First, Nakayima the female spiritual figure, presented in the context of the Uganda Museum, contributed to the artistic predicaments I encountered while investigating Omweso as a divination object. My sculpture Buteba (2015) (Fig. 15) is a small wood and copper piece with stone counters that was inspired by Baganda divination practices,34 where Omweso is used by fortunetellers and medicine men (Lugira 2009). The taboo on women (other than royal princesses) playing Omweso creates an ambiguous and intriguing narrative out of the juxtaposition of a divination object with Nakayima's figure in the museum. There is no evidence that Nakayima or her descendants played Omweso; her descendants told me they had never seen a board at the shrine. The caretaker35 at Mubende Hill said that the board at the museum might have been an instrument of divination and spirit possession as used by lubaale (male deities), such as a Ganda high priest named Jjaja Muwanga. The assumption, therefore, is that the miniature Omweso is not Nakayima's prerogative as a woman, but as a princess and Chwezi demigoddess. Secondly, I found a community of tourists and believers visiting Mubende Hill to worship beside the tree, known by the locals as Nakayima's Tree (Fig. 16). They believe that the tree possesses the spirit (emandwa) of Nakayima, which turs it into a shrine for Buganda's cultural worship.36 There is a woman at the shrine called Nalubega Restetuuta (b. 1931) (Fig. 17), who claims to be an intermediary and the current omukongozi (“carrier of the spirit”) of Nakayima (Pennacini 2013:30). Nalubega continues the legacy passed on by mediums of Nakayima who have worked under this tree. As Nakayima's medium she says, “nze Nakayima” (“I am Nakayima”). According to Bell (1991: xi, 1993), mythology can be a basis for understanding the situation being dealt with today of an eternal woman who, through her descendants, still seeks solutions to problems that have followed her down the ages. Sadly, due to the legacy of gendered cultural restrictions, Nalubega does not know how to play Omweso. Of Nakayima's three personas—artifact, tree, and omukongozi—only the diorama at the Uganda Museum has a physical association to the Omweso board.
To conceptualize the disconnect seen between Nakayima and Omweso in her other facets, one needs to comprehend the implications of her roles in all spaces and how those roles speak to the cultural space of the Baganda. Omweso only manifests in gendered locations that have a history of spirituality and in public, male-dominated spaces of power. Since women in Buganda were not allowed to play Omweso unless they were related to the king, the implication of its presence in one of Nakayima's spaces could only point towards her social status as princess and wife to King Ndahura. In addition, Nakayima was considered a medium and later a spirit, so her divination practices gave her high rank in the Baganda political hierarchy (Kiguli 2001: 23).
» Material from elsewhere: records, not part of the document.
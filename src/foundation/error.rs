use std::path::PathBuf;

/// Convenience result type used across the pipeline.
pub type RevealResult<T> = Result<T, RevealError>;

/// Error taxonomy for scene construction, animation sampling, rendering and encoding.
#[derive(thiserror::Error, Debug)]
pub enum RevealError {
    /// Invalid configuration, handles or paths.
    #[error("validation error: {0}")]
    Validation(String),

    /// Invalid keyframe data (unresolvable parameter path, value kind mismatch).
    #[error("animation error: {0}")]
    Animation(String),

    /// A parameter could not be evaluated for a frame.
    #[error("evaluation error: {0}")]
    Evaluation(String),

    /// A required input asset is absent. Raised before any output is created.
    #[error("missing asset: '{}'", path.display())]
    MissingAsset {
        /// Path that was expected to exist.
        path: PathBuf,
    },

    /// The render engine failed to produce a frame.
    #[error("render engine error at frame {frame}: {message}")]
    RenderEngine {
        /// 1-based frame index that failed.
        frame: u64,
        /// Engine-level failure description.
        message: String,
    },

    /// The source frame for duration extension does not exist.
    #[error("extension error: source frame '{}' is missing", path.display())]
    Extension {
        /// Path of the missing source frame.
        path: PathBuf,
    },

    /// The video encoder failed. Rendered frames stay in `frame_dir`.
    #[error("encode error: {message} (frames kept in '{}')", frame_dir.display())]
    Encode {
        /// Directory holding the complete frame sequence.
        frame_dir: PathBuf,
        /// Encoder failure description, including captured stderr.
        message: String,
    },

    /// Errors when serializing or deserializing data structures.
    #[error("serialization error: {0}")]
    Serde(String),

    /// Wrapped lower-level error from dependencies or IO.
    #[error(transparent)]
    Other(#[from] anyhow::Error),
}

impl RevealError {
    /// Build a [`RevealError::Validation`] value.
    pub fn validation(msg: impl Into<String>) -> Self {
        Self::Validation(msg.into())
    }

    /// Build a [`RevealError::Animation`] value.
    pub fn animation(msg: impl Into<String>) -> Self {
        Self::Animation(msg.into())
    }

    /// Build a [`RevealError::Evaluation`] value.
    pub fn evaluation(msg: impl Into<String>) -> Self {
        Self::Evaluation(msg.into())
    }

    /// Build a [`RevealError::MissingAsset`] value.
    pub fn missing_asset(path: impl Into<PathBuf>) -> Self {
        Self::MissingAsset { path: path.into() }
    }

    /// Build a [`RevealError::RenderEngine`] value.
    pub fn render_engine(frame: u64, msg: impl Into<String>) -> Self {
        Self::RenderEngine {
            frame,
            message: msg.into(),
        }
    }

    /// Build a [`RevealError::Extension`] value.
    pub fn extension(path: impl Into<PathBuf>) -> Self {
        Self::Extension { path: path.into() }
    }

    /// Build a [`RevealError::Encode`] value.
    pub fn encode(frame_dir: impl Into<PathBuf>, msg: impl Into<String>) -> Self {
        Self::Encode {
            frame_dir: frame_dir.into(),
            message: msg.into(),
        }
    }

    /// Build a [`RevealError::Serde`] value.
    pub fn serde(msg: impl Into<String>) -> Self {
        Self::Serde(msg.into())
    }
}

#[cfg(test)]
#[path = "../../tests/unit/foundation/error.rs"]
mod tests;
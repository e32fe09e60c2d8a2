//! Configured pipeline runs: asset check, render, extend, verify, encode.

pub(crate) mod config;
pub(crate) mod pipeline;
use std::path::{Path, PathBuf};

use anyhow::Context as _;

use crate::{
    foundation::core::FrameIndex,
    foundation::error::{RevealError, RevealResult},
};

const PREFIX: &str = "frame_";
const MIN_DIGITS: usize = 4;

/// On-disk naming of the frame sequence: `<dir>/frame_<index>.<ext>`, zero-padded to a fixed
/// width of at least four digits and at least the digit count of the total frame count.
#[derive(Clone, Debug, PartialEq, Eq)]
pub struct FrameLayout {
    dir: PathBuf,
    ext: String,
    digits: usize,
}

fn digit_count(mut n: u64) -> usize {
    let mut d = 1;
    while n >= 10 {
        n /= 10;
        d += 1;
    }
    d
}

impl FrameLayout {
    /// PNG sequence in `dir` sized for `total_frames`.
    pub fn new(dir: impl Into<PathBuf>, total_frames: u64) -> Self {
        Self {
            dir: dir.into(),
            ext: "png".to_string(),
            digits: digit_count(total_frames).max(MIN_DIGITS),
        }
    }

    /// Directory holding the sequence.
    pub fn dir(&self) -> &Path {
        &self.dir
    }

    /// Zero-padding width.
    pub fn digits(&self) -> usize {
        self.digits
    }

    /// Path of frame `idx`.
    pub fn path_for(&self, idx: FrameIndex) -> PathBuf {
        self.dir.join(format!(
            "{PREFIX}{:0width$}.{}",
            idx.0,
            self.ext,
            width = self.digits
        ))
    }

    /// printf-style input pattern understood by `ffmpeg`, e.g. `frame_%04d.png`.
    pub fn ffmpeg_pattern(&self) -> PathBuf {
        self.dir
            .join(format!("{PREFIX}%0{}d.{}", self.digits, self.ext))
    }

    /// Create the sequence directory.
    pub fn ensure_dir(&self) -> RevealResult<()> {
        std::fs::create_dir_all(&self.dir)
            .with_context(|| format!("failed to create frame directory '{}'", self.dir.display()))?;
        Ok(())
    }

    /// Frame index encoded in `file_name`, if it belongs to this sequence.
    fn parse_index(&self, file_name: &str) -> Option<u64> {
        let stem = file_name
            .strip_prefix(PREFIX)?
            .strip_suffix(self.ext.as_str())?
            .strip_suffix('.')?;
        if stem.is_empty() || !stem.bytes().all(|b| b.is_ascii_digit()) {
            return None;
        }
        stem.parse().ok()
    }

    /// Indices in `[1, total]` that have no file.
    pub fn missing_frames(&self, total: u64) -> Vec<FrameIndex> {
        (1..=total)
            .map(FrameIndex)
            .filter(|f| !self.path_for(*f).is_file())
            .collect()
    }

    /// Check that exactly `[1, total]` exists with no gaps and nothing past `total`.
    pub fn verify_contiguous(&self, total: u64) -> RevealResult<()> {
        let missing = self.missing_frames(total);
        if let Some(first) = missing.first() {
            return Err(RevealError::validation(format!(
                "frame sequence in '{}' is incomplete: {} of {total} frames missing (first: {})",
                self.dir.display(),
                missing.len(),
                self.path_for(*first).display()
            )));
        }
        if self.path_for(FrameIndex(total + 1)).exists() {
            return Err(RevealError::validation(format!(
                "frame sequence in '{}' runs past frame {total}",
                self.dir.display()
            )));
        }
        Ok(())
    }

    /// Remove sequence files with an index above `total` left over from longer runs.
    ///
    /// Returns the number of files removed.
    pub fn prune_beyond(&self, total: u64) -> RevealResult<usize> {
        if !self.dir.is_dir() {
            return Ok(0);
        }
        let entries = std::fs::read_dir(&self.dir)
            .with_context(|| format!("failed to list '{}'", self.dir.display()))?;

        let mut removed = 0;
        for entry in entries {
            let entry = entry.with_context(|| format!("failed to list '{}'", self.dir.display()))?;
            let name = entry.file_name();
            let Some(idx) = name.to_str().and_then(|n| self.parse_index(n)) else {
                continue;
            };
            if idx > total {
                std::fs::remove_file(entry.path())
                    .with_context(|| format!("failed to remove stale frame '{}'", entry.path().display()))?;
                removed += 1;
            }
        }
        if removed > 0 {
            tracing::info!(removed, total, dir = %self.dir.display(), "pruned stale frames");
        }
        Ok(removed)
    }
}

#[cfg(test)]
#[path = "../../tests/unit/sequence/layout.rs"]
mod tests;
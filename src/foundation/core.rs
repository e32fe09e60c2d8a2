use crate::foundation::error::{RevealError, RevealResult};

pub use glam::DVec3 as Vec3;

/// 1-based frame index, matching the numbering of the on-disk frame sequence.
#[derive(
    Clone, Copy, Debug, PartialEq, Eq, PartialOrd, Ord, Hash, serde::Serialize, serde::Deserialize,
)]
pub struct FrameIndex(pub u64);

impl std::fmt::Display for FrameIndex {
    fn fmt(&self, f: &mut std::fmt::Formatter<'_>) -> std::fmt::Result {
        write!(f, "{}", self.0)
    }
}

/// Frames-per-second represented as a rational `num/den`.
#[derive(Clone, Copy, Debug, PartialEq, Eq, serde::Serialize, serde::Deserialize)]
pub struct Fps {
    /// Numerator (frames).
    pub num: u32,
    /// Denominator (seconds), must be non-zero.
    pub den: u32,
}

impl Fps {
    /// Create a validated FPS value.
    pub fn new(num: u32, den: u32) -> RevealResult<Self> {
        if den == 0 {
            return Err(RevealError::validation("Fps den must be > 0"));
        }
        if num == 0 {
            return Err(RevealError::validation("Fps num must be > 0"));
        }
        Ok(Self { num, den })
    }

    /// Whole-number frame rate.
    pub fn integer(fps: u32) -> RevealResult<Self> {
        Self::new(fps, 1)
    }

    /// Convert to floating-point FPS.
    pub fn as_f64(self) -> f64 {
        f64::from(self.num) / f64::from(self.den)
    }

    /// Convert seconds to frame count using round-to-nearest semantics.
    pub fn secs_to_frames(self, secs: f64) -> u64 {
        (secs * self.as_f64()).round().max(0.0) as u64
    }

    /// `num/den` form accepted by `ffmpeg -framerate`.
    pub fn to_ffmpeg_rate(self) -> String {
        format!("{}/{}", self.num, self.den)
    }
}

impl Default for Fps {
    fn default() -> Self {
        Self { num: 30, den: 1 }
    }
}

/// Inclusive frame range `[start, end]` rendered by the engine.
#[derive(Clone, Copy, Debug, PartialEq, Eq, serde::Serialize, serde::Deserialize)]
pub struct RenderRange {
    /// First rendered frame (>= 1).
    pub start: FrameIndex,
    /// Last rendered frame, inclusive.
    pub end: FrameIndex,
    /// Playback rate of the rendered frames.
    pub fps: Fps,
}

impl RenderRange {
    /// Create a validated range with `1 <= start <= end`.
    pub fn new(start: u64, end: u64, fps: Fps) -> RevealResult<Self> {
        if start == 0 || end == 0 {
            return Err(RevealError::validation(
                "RenderRange frames are 1-based and must be >= 1",
            ));
        }
        if start > end {
            return Err(RevealError::validation("RenderRange start must be <= end"));
        }
        Ok(Self {
            start: FrameIndex(start),
            end: FrameIndex(end),
            fps,
        })
    }

    /// Number of frames contained in the range.
    pub fn len_frames(self) -> u64 {
        self.end.0 - self.start.0 + 1
    }

    /// Iterate frame indices in ascending order.
    pub fn frames(self) -> impl Iterator<Item = FrameIndex> {
        (self.start.0..=self.end.0).map(FrameIndex)
    }
}

/// Target length of the final clip.
#[derive(Clone, Copy, Debug, PartialEq, Eq, serde::Serialize, serde::Deserialize)]
pub struct ClipSpec {
    /// Total number of frames in the finished sequence.
    pub target_total_frames: u64,
    /// Playback rate of the finished clip.
    pub fps: Fps,
}

impl ClipSpec {
    /// Create a clip spec that must cover `range`.
    pub fn new(target_total_frames: u64, range: RenderRange) -> RevealResult<Self> {
        if target_total_frames < range.end.0 {
            return Err(RevealError::validation(format!(
                "target total frames ({target_total_frames}) must be >= last rendered frame ({})",
                range.end.0
            )));
        }
        Ok(Self {
            target_total_frames,
            fps: range.fps,
        })
    }

    /// Derive the target frame count from a duration in seconds.
    pub fn from_seconds(secs: f64, range: RenderRange) -> RevealResult<Self> {
        Self::new(range.fps.secs_to_frames(secs), range)
    }

    /// Number of frames produced by replication rather than rendering.
    pub fn padding_frames(self, range: RenderRange) -> u64 {
        self.target_total_frames.saturating_sub(range.end.0)
    }
}

/// Output resolution in pixels.
#[derive(Clone, Copy, Debug, PartialEq, Eq, serde::Serialize, serde::Deserialize)]
pub struct Resolution {
    /// Width in pixels.
    pub width: u32,
    /// Height in pixels.
    pub height: u32,
}

impl Default for Resolution {
    fn default() -> Self {
        Self {
            width: 1920,
            height: 1080,
        }
    }
}

/// Straight-alpha linear RGBA color with components in `[0, 1]`.
#[derive(Clone, Copy, Debug, PartialEq, serde::Serialize, serde::Deserialize)]
pub struct Rgba {
    /// Red.
    pub r: f64,
    /// Green.
    pub g: f64,
    /// Blue.
    pub b: f64,
    /// Alpha.
    pub a: f64,
}

impl Rgba {
    /// Build a color from components.
    pub const fn new(r: f64, g: f64, b: f64, a: f64) -> Self {
        Self { r, g, b, a }
    }

    /// Opaque color.
    pub const fn rgb(r: f64, g: f64, b: f64) -> Self {
        Self::new(r, g, b, 1.0)
    }

    /// Opaque white.
    pub const WHITE: Self = Self::rgb(1.0, 1.0, 1.0);

    /// Opaque black.
    pub const BLACK: Self = Self::rgb(0.0, 0.0, 0.0);

    /// Quantize to 8-bit straight RGBA.
    pub fn to_rgba8(self) -> [u8; 4] {
        fn q(c: f64) -> u8 {
            (c.clamp(0.0, 1.0) * 255.0).round() as u8
        }
        [q(self.r), q(self.g), q(self.b), q(self.a)]
    }
}

#[cfg(test)]
#[path = "../../tests/unit/foundation/core.rs"]
mod tests;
OMWESO IN THE ROYAL GENDERED CULTURAL SPACES OF BUGANDA
The evolution of Omweso within the cultural practices of Buganda is not restricted to a single function or significance. It was first a divination object, then an instrument of kings' political power and a gendered recreational artifact. Like Nakayima, there are other women who embody notions of spirituality and power, transcending time and space by being part of indigenous culture in contemporary Buganda.
In June 2017, I visited Nnaku Namusoke (b. 1981) (Fig. 18a–b), who belongs to the Ffumbe (civet cat) totem, one of the clans of Buganda, and lives at the palace and tombs of Kabaka Ssuna II, also known as amasiro, at Wamala, Wamunyenye, approximately 12.5 km out of Kampala. She is a hereditary mukondo (wife of a king) and also a hereditary muzaana (royal servant to a king), the king in question being Kabaka Ssuna II. Her great grandmother, she says, was the favorite among the king's 148 wives (Rosco 1965, Summers 2017).37 She said that the spirit of Kabaka Ssuna possesses (kubandwa) any of her descendants in her lineage—including herself—to continuously become heirs of mukondo and commands them to care for his palace and tombs.
Nnaku Namusoke showed me an Omweso board in her custody that is approximately 160 years old and belonged to Ssuna II (Fig. 19). This is a spiritually functional object through which gendered complexities and contradictions are performed. Nnaku Namusoke is a powerful and enigmatic female figure, given that she is the contemporary wife to a dead king. In our first interaction, she—just like Nalubega Restetuuta at Nakayima Tree—introduced herself with, “Nze mukondo, mukyala wa Kabaka Ssuna owokubiri” (“I am Mukondo, wife to Kabaka Ssuna II”). In Buganda, mukondo is the title given to a woman who manages the king's wardrobe38 and only relates to her place at the royal palace. Her positions and roles in the royal palace reveal gendered continuities in contemporary public space.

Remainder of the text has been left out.